The following are atmospheric theatres located outside of the United States:

=== Auckland Civic Theatre (Auckland, New Zealand) ===
The Auckland Civic Theatre has the largest intact atmospheric auditorium in Australasia, built in 1929 and featuring an India-inspired motif. Seating 2,750 viewers, in 2000 it was restored to near-original condition.
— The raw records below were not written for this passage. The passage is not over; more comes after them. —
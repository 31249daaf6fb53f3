//! finops-state — embedded recommendation store.
//!
//! Backed by [redb](https://docs.rs/redb), holds the lifecycle record of every
//! recommendation and the policies used to validate them.
//!
//! # Architecture
//!
//! Values are JSON-serialized into redb's `&[u8]` value columns.
//! Recommendations are keyed by id, policies by `{namespace or *}/{name}`.
//! Status changes happen inside a single write transaction so a rejected
//! transition never touches the stored record.
//!
//! The `StateStore` is `Clone` + `Send` + `Sync` (backed by `Arc<Database>`)
//! and can be shared across async tasks.

pub mod error;
pub mod store;
pub mod tables;

pub use error::{StateError, StateResult};
pub use store::StateStore;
Peter Jackson used the Civic interiors in his remake of the film King Kong.

=== Brixton Academy (London, England, UK) ===
See Rainbow Theatre (London, England, UK), below.

=== Capitol Theatre (Port Hope, Ontario, Canada) ===
The Capitol Theatre is located in Port Hope, Ontario, Canada, and is one of the last three atmospheric movie theatres still in operation in Canada. Constructed in 1930, the interior of the auditorium was designed to resemble a walled medieval courtyard surrounded by a forest. It was also one of the first cinemas in Canada built expressly for talking pictures. It opened on Friday, August 15, 1930, with the film "Queen High" starring Charles Ruggles and Ginger Rogers.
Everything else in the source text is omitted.